What the task asks:
Which lines of the listing below contain the word "idporten"? Copy each of them.

Data excerpts:
:::::

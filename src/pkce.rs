//! PKCE (RFC 7636) and the browser authorization URL for person mode.

use oauth2::{PkceCodeChallenge, PkceCodeVerifier};
use rand::{distributions::Alphanumeric, Rng};
use url::Url;

use crate::{
    config::Config,
    error::{Error, Result},
};

/// Assurance level requested from the person login.
pub const ACR_VALUES: &str = "Level3";
pub const UI_LOCALES: &str = "nb";
pub const VERIFIER_LEN: usize = 64;

/// A code verifier and its S256 challenge.
pub struct Pkce {
    verifier: PkceCodeVerifier,
    challenge: PkceCodeChallenge,
}

impl Pkce {
    /// Generate a fresh 64 character alphanumeric verifier.
    pub fn generate() -> Self {
        let verifier: String = rand::thread_rng()
            .sample_iter(&Alphanumeric)
            .take(VERIFIER_LEN)
            .map(char::from)
            .collect();
        Self::from_verifier(verifier)
    }

    /// The verifier must be 43 to 128 characters long.
    pub fn from_verifier(verifier: String) -> Self {
        let verifier = PkceCodeVerifier::new(verifier);
        let challenge = PkceCodeChallenge::from_code_verifier_sha256(&verifier);
        Self {
            verifier,
            challenge,
        }
    }

    pub fn verifier(&self) -> &str {
        self.verifier.secret()
    }

    pub fn challenge(&self) -> &str {
        self.challenge.as_str()
    }

    pub fn method(&self) -> &str {
        self.challenge.method().as_str()
    }
}

impl std::fmt::Debug for Pkce {
    fn fmt(&self, f: &mut std::fmt::Formatter<'_>) -> std::fmt::Result {
        f.debug_struct("Pkce")
            .field("challenge", &self.challenge())
            .finish_non_exhaustive()
    }
}

/// URL the person is sent to for login and consent.
pub fn authorize_url(config: &Config, pkce: &Pkce) -> Result<Url> {
    let mut url = config.authorize_endpoint.clone().ok_or_else(|| {
        Error::Configuration("Person mode requires --authorize-endpoint".to_string())
    })?;

    {
        let mut query = url.query_pairs_mut();
        query
            .append_pair("scope", &config.scopes)
            .append_pair("acr_values", ACR_VALUES)
            .append_pair("client_id", &config.client_id)
            .append_pair("redirect_uri", &config.redirect_uri())
            .append_pair("response_type", "code")
            .append_pair("ui_locales", UI_LOCALES)
            .append_pair("code_challenge", pkce.challenge())
            .append_pair("code_challenge_method", pkce.method());
        if let Some(resource) = &config.resource {
            query.append_pair("resource", resource);
        }
    }

    Ok(url)
}

#[cfg(test)]
mod tests {
    use super::*;
    use crate::config::{ConfigInput, Mode};
    use std::collections::HashMap;

    fn person_config(resource: Option<&str>) -> Config {
        Config::validate(ConfigInput {
            jwk_path: Some("client.jwk.json".into()),
            client_id: Some("my-client".to_string()),
            audience: Some("https://test.idporten.no/".to_string()),
            scopes: Some("openid,profile".to_string()),
            resource: resource.map(str::to_string),
            token_endpoint: Some("https://test.idporten.no/token".to_string()),
            authorize_endpoint: Some("https://login.test.idporten.no/authorize".to_string()),
            person_mode: true,
            server_port: Some(18000),
            ..Default::default()
        })
        .unwrap()
    }

    #[test]
    fn test_verifier_shape() {
        let pkce = Pkce::generate();
        assert_eq!(pkce.verifier().len(), VERIFIER_LEN);
        assert!(pkce.verifier().chars().all(|c| c.is_ascii_alphanumeric()));
        assert_ne!(pkce.verifier(), Pkce::generate().verifier());
    }

    #[test]
    fn test_rfc7636_appendix_b_challenge() {
        let pkce = Pkce::from_verifier("dBjftJeZ4CVP-mB92K27uhbUJU1p1r_wW1gFWFOEjXk".to_string());
        assert_eq!(pkce.challenge(), "E9Melhoa2OwvFrEMTJguCHaoeK1t8URWbuGJSstw-cM");
        assert_eq!(pkce.method(), "S256");
    }

    #[test]
    fn test_authorize_url_parameters() {
        let config = person_config(None);
        assert_eq!(config.mode, Mode::Person);
        let pkce = Pkce::generate();
        let url = authorize_url(&config, &pkce).unwrap();

        let query: HashMap<_, _> = url.query_pairs().into_owned().collect();
        assert_eq!(query["scope"], "openid profile");
        assert_eq!(query["acr_values"], "Level3");
        assert_eq!(query["client_id"], "my-client");
        assert_eq!(query["redirect_uri"], "http://localhost:18000/response");
        assert_eq!(query["response_type"], "code");
        assert_eq!(query["ui_locales"], "nb");
        assert_eq!(query["code_challenge"], pkce.challenge());
        assert_eq!(query["code_challenge_method"], "S256");
        assert!(!query.contains_key("resource"));
        assert!(url
            .as_str()
            .contains("redirect_uri=http%3A%2F%2Flocalhost%3A18000%2Fresponse"));
    }

    #[test]
    fn test_authorize_url_with_resource() {
        let config = person_config(Some("https://api.example.no/"));
        let url = authorize_url(&config, &Pkce::generate()).unwrap();
        assert!(url
            .as_str()
            .ends_with("&resource=https%3A%2F%2Fapi.example.no%2F"));
    }
}
//! Test utilities for `maskinporten_token`.
//!
//! This module aggregates the helpers that are useful when writing unit and
//! integration tests against this crate: loading the checked-in key
//! fixtures, building configurations that point at a mock token endpoint and
//! wiring up a [`CallbackServer`]. Everything is kept behind the `testutils`
//! module so the public API stays clean while external test crates can still
//! `use maskinporten_token::testutils::*`.
//!
//! The fixtures under `tests/fixtures/` are a 2048-bit RSA key (PKCS#1 and
//! PKCS#8 PEM), a self-signed certificate for it, the same pair as a PKCS#12
//! bundle (password [`PKCS12_PASSWORD`]), the key as a private JWK and the
//! certificate's public key.

use std::{
    io,
    path::PathBuf,
    sync::{Arc, Mutex},
};

use tracing::subscriber::DefaultGuard;

use crate::{
    config::{Config, ConfigInput},
    key::{CertificateIdentity, JwkIdentity, SigningIdentity},
    pkce::Pkce,
    server::CallbackServer,
};

pub const PKCS12_PASSWORD: &str = "changeit";
pub const TEST_CLIENT_ID: &str = "test-client";
pub const TEST_AUDIENCE: &str = "https://test.maskinporten.no/";

/// Absolute path of a file in `tests/fixtures`.
pub fn fixture_path(name: &str) -> PathBuf {
    PathBuf::from(env!("CARGO_MANIFEST_DIR"))
        .join("tests")
        .join("fixtures")
        .join(name)
}

/// Contents of a fixture file with surrounding whitespace removed.
pub fn fixture_string(name: &str) -> String {
    std::fs::read_to_string(fixture_path(name))
        .unwrap_or_else(|e| panic!("fixture {name}: {e}"))
        .trim()
        .to_string()
}

pub fn pem_identity() -> SigningIdentity {
    SigningIdentity::Certificate(
        CertificateIdentity::from_pem_files(
            &fixture_path("client.crt"),
            &fixture_path("client.key"),
        )
        .expect("PEM fixture loads"),
    )
}

pub fn pkcs12_identity() -> SigningIdentity {
    SigningIdentity::Certificate(
        CertificateIdentity::from_pkcs12_file(&fixture_path("client.p12"), PKCS12_PASSWORD)
            .expect("PKCS#12 fixture loads"),
    )
}

pub fn jwk_identity() -> SigningIdentity {
    SigningIdentity::Jwk(
        JwkIdentity::from_file(&fixture_path("client.jwk.json")).expect("JWK fixture loads"),
    )
}

/// Input for a configuration that uses the PEM fixtures and the given token
/// endpoint. Tweak the returned value before validating it.
pub fn test_input(token_endpoint: &str) -> ConfigInput {
    ConfigInput {
        certificate: Some(fixture_path("client.crt")),
        private_key: Some(fixture_path("client.key")),
        client_id: Some(TEST_CLIENT_ID.to_string()),
        audience: Some(TEST_AUDIENCE.to_string()),
        scopes: Some("test:read,test:write".to_string()),
        token_endpoint: Some(token_endpoint.to_string()),
        ..Default::default()
    }
}

/// Server mode configuration against `token_endpoint`.
pub fn test_config(token_endpoint: &str) -> Config {
    let mut input = test_input(token_endpoint);
    input.server_mode = true;
    Config::validate(input).expect("test configuration is valid")
}

/// Person mode configuration against `token_endpoint`.
pub fn person_config(token_endpoint: &str) -> Config {
    let mut input = test_input(token_endpoint);
    input.person_mode = true;
    input.authorize_endpoint = Some("https://login.test.idporten.no/authorize".to_string());
    Config::validate(input).expect("test configuration is valid")
}

/// A JWT bearer token server using the PEM fixtures.
pub fn jwt_bearer_server(token_endpoint: &str) -> CallbackServer {
    CallbackServer::from_config(&test_config(token_endpoint), pem_identity(), None)
        .expect("server builds")
}

/// A person mode token server using the PEM fixtures and `pkce`.
pub fn person_server(token_endpoint: &str, pkce: Pkce) -> CallbackServer {
    CallbackServer::from_config(&person_config(token_endpoint), pem_identity(), Some(pkce))
        .expect("server builds")
}

/// Install a fmt subscriber once; later calls are ignored.
pub fn init_tracing() {
    let _ = tracing_subscriber::fmt().with_test_writer().try_init();
}

/// Log lines written while a [`capture_logs`] guard is alive.
#[derive(Clone, Default)]
pub struct CapturedLogs(Arc<Mutex<Vec<u8>>>);

impl CapturedLogs {
    pub fn contents(&self) -> String {
        let buffer = self.0.lock().unwrap_or_else(|e| e.into_inner());
        String::from_utf8_lossy(&buffer).into_owned()
    }
}

impl io::Write for CapturedLogs {
    fn write(&mut self, buf: &[u8]) -> io::Result<usize> {
        self.0
            .lock()
            .unwrap_or_else(|e| e.into_inner())
            .extend_from_slice(buf);
        Ok(buf.len())
    }

    fn flush(&mut self) -> io::Result<()> {
        Ok(())
    }
}

/// Record everything logged on the current thread until the guard drops.
///
/// `#[tokio::test]` runs spawned server tasks on the test thread, so their
/// logs are captured too.
pub fn capture_logs() -> (CapturedLogs, DefaultGuard) {
    let logs = CapturedLogs::default();
    let writer = logs.clone();
    let subscriber = tracing_subscriber::fmt()
        .with_ansi(false)
        .with_writer(move || writer.clone())
        .finish();
    (logs, tracing::subscriber::set_default(subscriber))
}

:::::

The answer:
            audience: Some("https://test.idporten.no/".to_string()),
            token_endpoint: Some("https://test.idporten.no/token".to_string()),
            authorize_endpoint: Some("https://login.test.idporten.no/authorize".to_string()),
    input.authorize_endpoint = Some("https://login.test.idporten.no/authorize".to_string());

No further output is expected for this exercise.